I fratelli Giuseppe e Balilla Bolognesi, rispettivamente di 19 e 22 anni, furono due dei circa cento civili, tutti dell’entroterra maceratese, che nel campo d’internamento di Sforzacosta, vennero “selezionati” per il lavoro coatto in Germania. Tutti deportati a Kahla, zona mineraria della Turingia ricca di gallerie sotterranee, dove Hitler aveva concentrato l’industria per l’assemblaggio degli aerei militari. Ovviamente i deportati italiani furono addetti ai lavori più duri e disagiati. “Noi del Lager di Kahla – si legge nel diario di Balilla Bolognesi – abbiamo svolto sempre lavori di manovalanza con piccone e badile per fare strade, ferrovie e altri lavori, sempre all’aperto, salvo il lavoro in galleria. In turni di 12 ore, di giorno o di notte, con qualsiasi sorta di temperatura e condizioni di tempo, condannati a lavorare fino allo sfinimento, fino alla morte, una morte ancora più terribile perché più lenta e dolorosa, come il morire di fame, di dissenteria, di tubercolosi, di freddo, senza alcun conforto, materiale o spirituale”. Balilla Bolognesi fu tra coloro che, dopo la Liberazione, poterono riabbracciare i famigliari, ma molti non sopravvissero a quella disumana esperienza. Secondo un censimento promosso dall’Istituto storico per la Resistenza, a Kahla morirono diciotto maceratesi: sette erano di Matelica, uno di Castelraimondo, due di Esanatoglia ed altrettanti di San Severino, Treia, Cingoli e Tolentino. Il più giovane di loro, Luigi Calvigioni di Tolentino, trovò la morte nel lager di Kahla tre mesi prima del suo ventesimo compleanno e una lapide posta dal fratello Benito lo ricorda oggi in quel cimitero.
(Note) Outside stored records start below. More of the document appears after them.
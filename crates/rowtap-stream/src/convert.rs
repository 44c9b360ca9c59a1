//! MySQL wire values → portable datums.
//!
//! Both the snapshotter (text/binary protocol rows) and the changelog
//! reader (binlog row images) produce `mysql_async::Value`s; the column's
//! type family from the cached schema decides the portable shape.

use mysql_async::Value;

use rowtap_core::{Datum, TypeFamily};

/// NULL-aware conversion of one column value.
pub fn datum_from_value(value: &Value, family: TypeFamily) -> Datum {
    match value {
        Value::NULL => Datum::Null,
        Value::Int(v) => int_datum(*v, family),
        Value::UInt(v) => int_datum(*v as i64, family),
        Value::Float(v) => match family {
            TypeFamily::Float32 => Datum::Float(*v),
            TypeFamily::Float64 => Datum::Double(f64::from(*v)),
            _ => Datum::Text(v.to_string()),
        },
        Value::Double(v) => match family {
            TypeFamily::Float32 => Datum::Float(*v as f32),
            TypeFamily::Float64 => Datum::Double(*v),
            _ => Datum::Text(v.to_string()),
        },
        Value::Bytes(bytes) => bytes_datum(bytes, family),
        Value::Date(y, mo, d, h, mi, s, us) => {
            let mut text = format!("{y:04}-{mo:02}-{d:02} {h:02}:{mi:02}:{s:02}");
            if *us > 0 {
                text.push_str(&format!(".{us:06}"));
            }
            match family {
                TypeFamily::Bytes => Datum::Bytes(text.into_bytes()),
                _ => Datum::Text(text),
            }
        }
        Value::Time(neg, d, h, mi, s, us) => {
            let sign = if *neg { "-" } else { "" };
            let hours = u32::from(*h) + u32::from(*d) * 24;
            let mut text = format!("{sign}{hours:02}:{mi:02}:{s:02}");
            if *us > 0 {
                text.push_str(&format!(".{us:06}"));
            }
            match family {
                TypeFamily::Bytes => Datum::Bytes(text.into_bytes()),
                _ => Datum::Text(text),
            }
        }
    }
}

fn int_datum(v: i64, family: TypeFamily) -> Datum {
    match family {
        TypeFamily::Int32 => Datum::Int32(v as i32),
        TypeFamily::Int64 => Datum::Int64(v),
        TypeFamily::Float32 => Datum::Float(v as f32),
        TypeFamily::Float64 => Datum::Double(v as f64),
        TypeFamily::Text => Datum::Text(v.to_string()),
        TypeFamily::Bytes => Datum::Bytes(v.to_string().into_bytes()),
    }
}

fn bytes_datum(bytes: &[u8], family: TypeFamily) -> Datum {
    // The text protocol delivers every column as bytes; parse towards the
    // schema's family.
    let text = || String::from_utf8_lossy(bytes);
    match family {
        TypeFamily::Int32 => text().trim().parse::<i32>().map_or(Datum::Null, Datum::Int32),
        TypeFamily::Int64 => text().trim().parse::<i64>().map_or(Datum::Null, Datum::Int64),
        TypeFamily::Float32 => text().trim().parse::<f32>().map_or(Datum::Null, Datum::Float),
        TypeFamily::Float64 => text().trim().parse::<f64>().map_or(Datum::Null, Datum::Double),
        TypeFamily::Text => Datum::Text(text().into_owned()),
        TypeFamily::Bytes => Datum::Bytes(bytes.to_vec()),
    }
}

#[cfg(test)]
mod tests {
    use super::*;

    #[test]
    fn null_is_null_for_every_family() {
        for family in [
            TypeFamily::Int32,
            TypeFamily::Int64,
            TypeFamily::Float32,
            TypeFamily::Float64,
            TypeFamily::Text,
            TypeFamily::Bytes,
        ] {
            assert_eq!(datum_from_value(&Value::NULL, family), Datum::Null);
        }
    }

    #[test]
    fn integers_respect_width() {
        assert_eq!(datum_from_value(&Value::Int(101), TypeFamily::Int32), Datum::Int32(101));
        assert_eq!(
            datum_from_value(&Value::Int(5_000_000_000), TypeFamily::Int64),
            Datum::Int64(5_000_000_000)
        );
        assert_eq!(datum_from_value(&Value::UInt(7), TypeFamily::Int64), Datum::Int64(7));
    }

    #[test]
    fn text_protocol_bytes_parse_toward_family() {
        assert_eq!(
            datum_from_value(&Value::Bytes(b"101".to_vec()), TypeFamily::Int32),
            Datum::Int32(101)
        );
        assert_eq!(
            datum_from_value(&Value::Bytes(b"2.5".to_vec()), TypeFamily::Float64),
            Datum::Double(2.5)
        );
        assert_eq!(
            datum_from_value(&Value::Bytes(b"abc".to_vec()), TypeFamily::Text),
            Datum::Text("abc".into())
        );
        assert_eq!(
            datum_from_value(&Value::Bytes(vec![0xde, 0xad]), TypeFamily::Bytes),
            Datum::Bytes(vec![0xde, 0xad])
        );
    }

    #[test]
    fn temporal_values_render_as_text() {
        assert_eq!(
            datum_from_value(&Value::Date(2023, 1, 2, 3, 4, 5, 0), TypeFamily::Text),
            Datum::Text("2023-01-02 03:04:05".into())
        );
        assert_eq!(
            datum_from_value(&Value::Time(true, 1, 2, 3, 4, 0), TypeFamily::Text),
            Datum::Text("-26:03:04".into())
        );
    }

    #[test]
    fn floats_respect_family() {
        assert_eq!(datum_from_value(&Value::Float(1.5), TypeFamily::Float32), Datum::Float(1.5));
        assert_eq!(
            datum_from_value(&Value::Double(2.25), TypeFamily::Float64),
            Datum::Double(2.25)
        );
        assert_eq!(
            datum_from_value(&Value::Float(1.5), TypeFamily::Float64),
            Datum::Double(1.5)
        );
    }
}
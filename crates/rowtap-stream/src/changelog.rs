//! Changelog reader: MySQL binlog → per-table changelog topics.
//!
//! One reader per source cluster. It tails the row-based binlog from the
//! earliest GTID position saved across the cluster's registered tables,
//! demultiplexes row events per table, assigns per-table seqnos, encodes
//! them with the envelope encoder and pushes them keyed by row key.
//!
//! Schema changes are detected by comparing the table-map event's column
//! signature with the cached one; the new schema is re-extracted from
//! `information_schema`, the version bumped, and a `schema` event is
//! published in-stream before any rows that use it.
//!
//! An `UPDATE` expands to a delete of the before-image followed by an
//! insert of the after-image, on consecutive seqnos.

use std::collections::{HashMap, HashSet};
use std::sync::Arc;
use std::time::Duration;

use anyhow::{anyhow, Context};
use futures::StreamExt;
use metrics::counter;
use mysql_async::binlog::events::TableMapEvent;
use mysql_async::binlog::row::BinlogRow;
use mysql_async::binlog::value::BinlogValue;
use mysql_async::binlog::EventType;
use mysql_async::prelude::*;
use mysql_async::{BinlogStreamRequest, Sid};
use tokio_util::sync::CancellationToken;
use tracing::{debug, error, info, warn};

use rowtap_core::encoder::{self, row_key};
use rowtap_core::{AppConfig, Datum, Encoder, EventKind, TableSchema, TypeFamily};
use rowtap_db::{schema, Endpoint, GtidSet, StateStore};
use rowtap_pipe::{Pipe, Producer};

use crate::convert::datum_from_value;
use crate::WorkerError;

/// Binlog tail of one source cluster.
pub struct ChangelogReader {
    cfg: Arc<AppConfig>,
    state: Arc<StateStore>,
    pipe: Arc<dyn Pipe>,
    cluster: String,
    shutdown: CancellationToken,
}

/// Everything the reader keeps per demultiplexed table.
struct TableStream {
    id: i64,
    service: String,
    version: i64,
    encoder: Box<dyn Encoder>,
    producer: Box<dyn Producer>,
    seq_no: u64,
    /// Binlog column-type signature from the last table-map event.
    signature: Option<Vec<u8>>,
    pending: Vec<(Option<String>, Vec<u8>)>,
}
//! # rowtap-stream
//!
//! The pipeline's moving parts: the per-cluster changelog (binlog)
//! reader, the consistent snapshotter and the streamer worker pool, plus
//! the supervisor that keeps them running.
//!
//! Components never hold references to each other; they meet at the state
//! catalog and at named topics on the pipes.

use std::collections::HashMap;
use std::sync::Arc;
use std::time::Duration;

use tokio::task::JoinSet;
use tokio_util::sync::CancellationToken;
use tracing::{error, info, warn};

use rowtap_core::AppConfig;
use rowtap_db::StateStore;
use rowtap_pipe::Pipe;

pub mod changelog;
mod convert;
pub mod snapshot;
pub mod streamer;

pub use changelog::ChangelogReader;

/// Worker failure classes; the supervisor restarts everything except
/// invariant violations, which take the process down.
#[derive(Debug, thiserror::Error)]
pub enum WorkerError {
    #[error("shutdown requested")]
    Shutdown,
    #[error("invariant violation: {0}")]
    Invariant(String),
    #[error(transparent)]
    Other(#[from] anyhow::Error),
}

/// Current time in microseconds, the envelope timestamp unit.
pub fn now_micros() -> i64 {
    chrono::Utc::now().timestamp_micros()
}

/// How long an idle streamer sleeps before rescanning for free tables.
const IDLE_RETRY: Duration = Duration::from_secs(3);
/// Cadence for discovering newly registered source clusters.
const CLUSTER_SCAN: Duration = Duration::from_secs(10);

/// Run readers and streamer workers until shutdown.
///
/// Returns an error only for invariant-class failures; everything else is
/// restarted in place with backoff.
pub async fn run(
    cfg: Arc<AppConfig>,
    state: Arc<StateStore>,
    shutdown: CancellationToken,
) -> anyhow::Result<()> {
    let in_pipe = rowtap_pipe::create(&cfg.changelog_pipe_type, &cfg, shutdown.clone())?;
    let mut out_pipes: HashMap<String, Arc<dyn Pipe>> = HashMap::new();
    for kind in rowtap_pipe::kinds() {
        out_pipes.insert(kind.to_string(), rowtap_pipe::create(kind, &cfg, shutdown.clone())?);
    }
    let out_pipes = Arc::new(out_pipes);

    let mut tasks: JoinSet<anyhow::Result<()>> = JoinSet::new();

    // One changelog reader per source cluster, discovered at runtime.
    {
        let cfg = cfg.clone();
        let state = state.clone();
        let in_pipe = in_pipe.clone();
        let shutdown = shutdown.clone();
        tasks.spawn(async move {
            let mut readers: JoinSet<Result<(), WorkerError>> = JoinSet::new();
            let mut running: Vec<String> = Vec::new();
            let mut scan = tokio::time::interval(CLUSTER_SCAN);
            loop {
                tokio::select! {
                    _ = shutdown.cancelled() => break,
                    _ = scan.tick() => {
                        let clusters = match state.clusters().await {
                            Ok(c) => c,
                            Err(e) => {
                                warn!(error = %e, "cluster scan failed");
                                continue;
                            }
                        };
                        for cluster in clusters {
                            if let Some(filter) = &cfg.cluster_filter {
                                if *filter != cluster {
                                    continue;
                                }
                            }
                            if running.contains(&cluster) {
                                continue;
                            }
                            info!(cluster = cluster.as_str(), "starting changelog reader");
                            running.push(cluster.clone());
                            readers.spawn(
                                ChangelogReader::new(
                                    cfg.clone(),
                                    state.clone(),
                                    in_pipe.clone(),
                                    cluster,
                                    shutdown.clone(),
                                )
                                .run(),
                            );
                        }
                    }
                    Some(done) = readers.join_next(), if !readers.is_empty() => {
                        match done {
                            Ok(Err(WorkerError::Invariant(msg))) => {
                                error!(msg = msg.as_str(), "reader invariant violation");
                                shutdown.cancel();
                                return Err(anyhow::anyhow!("invariant violation: {msg}"));
                            }
                            Ok(_) => {}
                            Err(e) => warn!(error = %e, "reader task panicked"),
                        }
                    }
                }
            }
            readers.shutdown().await;
            Ok(())
        });
    }

    // The streamer pool.
    for worker_id in 0..cfg.max_num_procs.max(1) {
        let cfg = cfg.clone();
        let state = state.clone();
        let in_pipe = in_pipe.clone();
        let out_pipes = out_pipes.clone();
        let shutdown = shutdown.clone();
        tasks.spawn(async move {
            info!(worker_id, "streamer worker started");
            let mut backoff = Duration::from_secs(1);
            while !shutdown.is_cancelled() {
                match streamer::worker(&cfg, &state, &in_pipe, &out_pipes, &shutdown).await {
                    Ok(true) => {
                        backoff = Duration::from_secs(1);
                    }
                    Ok(false) => {
                        tokio::select! {
                            _ = shutdown.cancelled() => break,
                            _ = tokio::time::sleep(IDLE_RETRY) => {}
                        }
                    }
                    Err(WorkerError::Shutdown) => break,
                    Err(WorkerError::Invariant(msg)) => {
                        error!(worker_id, msg = msg.as_str(), "invariant violation");
                        shutdown.cancel();
                        return Err(anyhow::anyhow!("invariant violation: {msg}"));
                    }
                    Err(WorkerError::Other(e)) => {
                        warn!(worker_id, error = %e, "streamer failed, backing off");
                        tokio::select! {
                            _ = shutdown.cancelled() => break,
                            _ = tokio::time::sleep(backoff) => {}
                        }
                        backoff = (backoff * 2).min(Duration::from_secs(30));
                    }
                }
            }
            info!(worker_id, "streamer worker finished");
            Ok(())
        });
    }

    let mut failure = None;
    while let Some(done) = tasks.join_next().await {
        match done {
            Ok(Ok(())) => {}
            Ok(Err(e)) => failure = Some(e),
            Err(e) => warn!(error = %e, "worker task panicked"),
        }
    }
    match failure {
        Some(e) => Err(e),
        None => Ok(()),
    }
}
Il 5 maggio 2006 si svolse a Kahla la commemorazione internazionale in onore delle vittime dell’ex fabbrica di armamenti “Reimahg”. Vi prese parte anche una delegazione della Provincia di Macerata e una targa fu posta all’esterno della miniera, a ricordo del sacrificio dei maceratesi che vi furono deportati. Con l’allora presidente del Consiglio provinciale, Silvano Ramadori, parteciparono rappresentanti dei comuni di Matelica e Tolentino, dell’Anpi e dell’Istituto storico di Macerata, diversi studenti di Matelica e San Severino ed anche tre reduci di quella dolorosa esperienza: Balilla Bolognesi (autore del “Diario”), Giambattista Boldrini di Matelica e Americo Capomasi di Cingoli.